→ DATA LISTING

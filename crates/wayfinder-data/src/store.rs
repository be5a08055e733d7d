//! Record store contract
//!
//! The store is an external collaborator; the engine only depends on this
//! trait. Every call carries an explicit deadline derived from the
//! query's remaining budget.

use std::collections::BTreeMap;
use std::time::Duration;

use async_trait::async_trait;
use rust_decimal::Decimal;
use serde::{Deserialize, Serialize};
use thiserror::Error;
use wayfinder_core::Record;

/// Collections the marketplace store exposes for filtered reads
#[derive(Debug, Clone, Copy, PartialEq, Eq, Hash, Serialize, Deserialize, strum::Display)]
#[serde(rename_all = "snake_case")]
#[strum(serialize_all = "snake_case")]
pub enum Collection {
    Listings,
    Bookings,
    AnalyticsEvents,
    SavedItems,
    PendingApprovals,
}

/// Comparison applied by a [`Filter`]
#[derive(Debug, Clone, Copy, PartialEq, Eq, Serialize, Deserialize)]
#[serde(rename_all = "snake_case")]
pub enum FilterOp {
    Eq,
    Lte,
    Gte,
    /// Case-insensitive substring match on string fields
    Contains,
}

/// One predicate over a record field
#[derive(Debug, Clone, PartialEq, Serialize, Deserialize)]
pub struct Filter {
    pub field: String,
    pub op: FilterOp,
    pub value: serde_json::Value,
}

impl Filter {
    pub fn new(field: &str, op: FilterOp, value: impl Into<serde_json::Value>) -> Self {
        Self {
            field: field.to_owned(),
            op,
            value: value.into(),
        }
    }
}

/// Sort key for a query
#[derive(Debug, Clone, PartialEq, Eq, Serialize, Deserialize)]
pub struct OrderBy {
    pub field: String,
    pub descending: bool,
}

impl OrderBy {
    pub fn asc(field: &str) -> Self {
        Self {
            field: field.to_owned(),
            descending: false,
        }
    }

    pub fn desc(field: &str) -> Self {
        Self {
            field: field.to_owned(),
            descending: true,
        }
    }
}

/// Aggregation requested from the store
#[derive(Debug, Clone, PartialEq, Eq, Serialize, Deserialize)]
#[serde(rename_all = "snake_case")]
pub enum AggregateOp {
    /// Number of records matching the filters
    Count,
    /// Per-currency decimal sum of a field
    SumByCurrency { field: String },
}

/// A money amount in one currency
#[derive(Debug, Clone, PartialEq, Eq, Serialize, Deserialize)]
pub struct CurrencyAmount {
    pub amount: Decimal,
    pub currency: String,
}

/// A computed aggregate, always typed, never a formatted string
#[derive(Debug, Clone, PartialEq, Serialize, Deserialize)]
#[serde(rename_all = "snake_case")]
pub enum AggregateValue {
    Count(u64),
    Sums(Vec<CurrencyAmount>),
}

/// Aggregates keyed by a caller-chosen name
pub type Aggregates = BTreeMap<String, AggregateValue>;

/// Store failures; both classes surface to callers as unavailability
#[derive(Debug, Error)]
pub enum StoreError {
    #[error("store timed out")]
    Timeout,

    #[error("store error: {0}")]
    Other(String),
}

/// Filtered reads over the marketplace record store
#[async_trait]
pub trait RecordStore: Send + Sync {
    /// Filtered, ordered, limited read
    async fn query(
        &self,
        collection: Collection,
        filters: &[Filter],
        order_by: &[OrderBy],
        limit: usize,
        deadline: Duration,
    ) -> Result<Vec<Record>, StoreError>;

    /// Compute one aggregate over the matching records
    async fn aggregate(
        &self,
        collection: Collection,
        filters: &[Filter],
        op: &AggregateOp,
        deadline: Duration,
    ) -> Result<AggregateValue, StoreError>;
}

→ PROMPT
The lines of the data, from the first through the one containing "query's remaining budget.", are to be transcribed exactly.

→ EXPECTED OUTPUT
filename crates/wayfinder-data/src/store.rs
repository be5a08055e733d7d
//! Record store contract
//!
//! The store is an external collaborator; the engine only depends on this
//! trait. Every call carries an explicit deadline derived from the
//! query's remaining budget.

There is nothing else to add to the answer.